*** Data under study Section Begins ***
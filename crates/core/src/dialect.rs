use crate::{
    ConnectionConfig, DatabaseAdapter, DiffOp, Ident, Result, SchemaObject, Statement,
    diff::{DEFAULT_EQUIVALENCE_POLICY, EquivalencePolicy},
};

/// Dialect contract for parse, normalize, diff planning, and connection lifecycle.
///
/// Contract requirements:
/// - Follow fail-fast typed error handling (ADR-0013). Unsupported parse/generate/execute
///   scenarios are errors and must never be silently skipped.
/// - Keep diff planning and SQL rendering split (ADR-0002): core produces [`DiffOp`] batches
///   and dialects convert the full batch into [`Statement`] values.
/// - If a [`DiffOp`] cannot be rendered for this dialect, return
///   [`crate::GenerateError::UnsupportedDiffOp`] immediately.
///
/// A complete implementation template also exists in
/// `crates/core/examples/dialect_template.rs`.
///
/// ```rust
/// use std::collections::BTreeMap;
///
/// use schemadrift_core::{
///     ConnectionConfig, DatabaseAdapter, Dialect, DiffOp, GenerateError, Ident, Result,
///     SchemaObject, Statement, Table, Transaction, Version,
/// };
///
/// #[derive(Debug, Default)]
/// struct ExampleDialect;
///
/// #[derive(Debug, Default)]
/// struct ExampleAdapter;
///
/// impl DatabaseAdapter for ExampleAdapter {
///     fn export_schema(&self) -> Result<String> {
///         Ok(String::new())
///     }
///
///     fn execute(&self, _sql: &str) -> Result<()> {
///         Ok(())
///     }
///
///     fn begin(&mut self) -> Result<Transaction<'_>> {
///         Ok(Transaction::new(self))
///     }
///
///     fn schema_search_path(&self) -> Vec<String> {
///         vec!["public".to_string()]
///     }
///
///     fn server_version(&self) -> Result<Version> {
///         Ok(Version {
///             major: 13,
///             minor: 0,
///             patch: 0,
///         })
///     }
/// }
///
/// impl Dialect for ExampleDialect {
///     fn name(&self) -> &str {
///         "example"
///     }
///
///     fn parse(&self, _sql: &str) -> Result<Vec<SchemaObject>> {
///         Ok(vec![SchemaObject::Table(Table::named("users"))])
///     }
///
///     fn generate_ddl(&self, _ops: &[DiffOp]) -> Result<Vec<Statement>> {
///         Ok(vec![Statement::Sql {
///             sql: "CREATE TABLE users(id int);".to_string(),
///             transactional: true,
///             context: None,
///         }])
///     }
///
///     fn to_sql(&self, _obj: &SchemaObject) -> Result<String> {
///         Err(GenerateError::UnsupportedDiffOp {
///             diff_op: "ToSql".to_string(),
///             target: "users".to_string(),
///             dialect: self.name().to_string(),
///         }
///         .into())
///     }
///
///     fn normalize(&self, _obj: &mut SchemaObject) {}
///
///     fn quote_ident(&self, ident: &Ident) -> String {
///         format!("\"{}\"", ident.value)
///     }
///
///     fn connect(&self, _config: &ConnectionConfig) -> Result<Box<dyn DatabaseAdapter>> {
///         Ok(Box::<ExampleAdapter>::default())
///     }
/// }
///
/// let dialect = ExampleDialect;
/// let connection = ConnectionConfig {
///     host: None,
///     port: None,
///     user: None,
///     password: None,
///     database: "db".to_string(),
///     socket: None,
///     extra: BTreeMap::new(),
/// };
/// let adapter = dialect
///     .connect(&connection)
///     .expect("connect should succeed");
/// assert_eq!(adapter.export_schema().expect("export should succeed"), "");
/// assert_eq!(dialect.name(), "example");
///
/// let err = dialect
///     .to_sql(&SchemaObject::Table(Table::named("users")))
///     .expect_err("unsupported to_sql path should fail fast");
/// assert!(matches!(
///     err,
///     schemadrift_core::Error::Generate(GenerateError::UnsupportedDiffOp { .. })
/// ));
/// ```
pub trait Dialect: Send + Sync {
    fn name(&self) -> &str;
    fn parse(&self, sql: &str) -> Result<Vec<SchemaObject>>;
    fn generate_ddl(&self, ops: &[DiffOp]) -> Result<Vec<Statement>>;
    fn to_sql(&self, obj: &SchemaObject) -> Result<String>;
    fn normalize(&self, obj: &mut SchemaObject);
    fn equivalence_policy(&self) -> &'static dyn EquivalencePolicy {
        &DEFAULT_EQUIVALENCE_POLICY
    }
    fn quote_ident(&self, ident: &Ident) -> String;
    fn batch_separator(&self) -> &str {
        ""
    }
    fn connect(&self, config: &ConnectionConfig) -> Result<Box<dyn DatabaseAdapter>>;
}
*** Data under study Section Ends ***
Directions -
Each line above is to be reproduced exactly.

Your solution -
filename crates/core/src/dialect.rs
use crate::{
    ConnectionConfig, DatabaseAdapter, DiffOp, Ident, Result, SchemaObject, Statement,
    diff::{DEFAULT_EQUIVALENCE_POLICY, EquivalencePolicy},
};

/// Dialect contract for parse, normalize, diff planning, and connection lifecycle.
///
/// Contract requirements:
/// - Follow fail-fast typed error handling (ADR-0013). Unsupported parse/generate/execute
///   scenarios are errors and must never be silently skipped.
/// - Keep diff planning and SQL rendering split (ADR-0002): core produces [`DiffOp`] batches
///   and dialects convert the full batch into [`Statement`] values.
/// - If a [`DiffOp`] cannot be rendered for this dialect, return
///   [`crate::GenerateError::UnsupportedDiffOp`] immediately.
///
/// A complete implementation template also exists in
/// `crates/core/examples/dialect_template.rs`.
///
/// ```rust
/// use std::collections::BTreeMap;
///
/// use schemadrift_core::{
///     ConnectionConfig, DatabaseAdapter, Dialect, DiffOp, GenerateError, Ident, Result,
///     SchemaObject, Statement, Table, Transaction, Version,
/// };
///
/// #[derive(Debug, Default)]
/// struct ExampleDialect;
///
/// #[derive(Debug, Default)]
/// struct ExampleAdapter;
///
/// impl DatabaseAdapter for ExampleAdapter {
///     fn export_schema(&self) -> Result<String> {
///         Ok(String::new())
///     }
///
///     fn execute(&self, _sql: &str) -> Result<()> {
///         Ok(())
///     }
///
///     fn begin(&mut self) -> Result<Transaction<'_>> {
///         Ok(Transaction::new(self))
///     }
///
///     fn schema_search_path(&self) -> Vec<String> {
///         vec!["public".to_string()]
///     }
///
///     fn server_version(&self) -> Result<Version> {
///         Ok(Version {
///             major: 13,
///             minor: 0,
///             patch: 0,
///         })
///     }
/// }
///
/// impl Dialect for ExampleDialect {
///     fn name(&self) -> &str {
///         "example"
///     }
///
///     fn parse(&self, _sql: &str) -> Result<Vec<SchemaObject>> {
///         Ok(vec![SchemaObject::Table(Table::named("users"))])
///     }
///
///     fn generate_ddl(&self, _ops: &[DiffOp]) -> Result<Vec<Statement>> {
///         Ok(vec![Statement::Sql {
///             sql: "CREATE TABLE users(id int);".to_string(),
///             transactional: true,
///             context: None,
///         }])
///     }
///
///     fn to_sql(&self, _obj: &SchemaObject) -> Result<String> {
///         Err(GenerateError::UnsupportedDiffOp {
///             diff_op: "ToSql".to_string(),
///             target: "users".to_string(),
///             dialect: self.name().to_string(),
///         }
///         .into())
///     }
///
///     fn normalize(&self, _obj: &mut SchemaObject) {}
///
///     fn quote_ident(&self, ident: &Ident) -> String {
///         format!("\"{}\"", ident.value)
///     }
///
///     fn connect(&self, _config: &ConnectionConfig) -> Result<Box<dyn DatabaseAdapter>> {
///         Ok(Box::<ExampleAdapter>::default())
///     }
/// }
///
/// let dialect = ExampleDialect;
/// let connection = ConnectionConfig {
///     host: None,
///     port: None,
///     user: None,
///     password: None,
///     database: "db".to_string(),
///     socket: None,
///     extra: BTreeMap::new(),
/// };
/// let adapter = dialect
///     .connect(&connection)
///     .expect("connect should succeed");
/// assert_eq!(adapter.export_schema().expect("export should succeed"), "");
/// assert_eq!(dialect.name(), "example");
///
/// let err = dialect
///     .to_sql(&SchemaObject::Table(Table::named("users")))
///     .expect_err("unsupported to_sql path should fail fast");
/// assert!(matches!(
///     err,
///     schemadrift_core::Error::Generate(GenerateError::UnsupportedDiffOp { .. })
/// ));
/// ```
pub trait Dialect: Send + Sync {
    fn name(&self) -> &str;
    fn parse(&self, sql: &str) -> Result<Vec<SchemaObject>>;
    fn generate_ddl(&self, ops: &[DiffOp]) -> Result<Vec<Statement>>;
    fn to_sql(&self, obj: &SchemaObject) -> Result<String>;
    fn normalize(&self, obj: &mut SchemaObject);
    fn equivalence_policy(&self) -> &'static dyn EquivalencePolicy {
        &DEFAULT_EQUIVALENCE_POLICY
    }
    fn quote_ident(&self, ident: &Ident) -> String;
    fn batch_separator(&self) -> &str {
        ""
    }
    fn connect(&self, config: &ConnectionConfig) -> Result<Box<dyn DatabaseAdapter>>;
}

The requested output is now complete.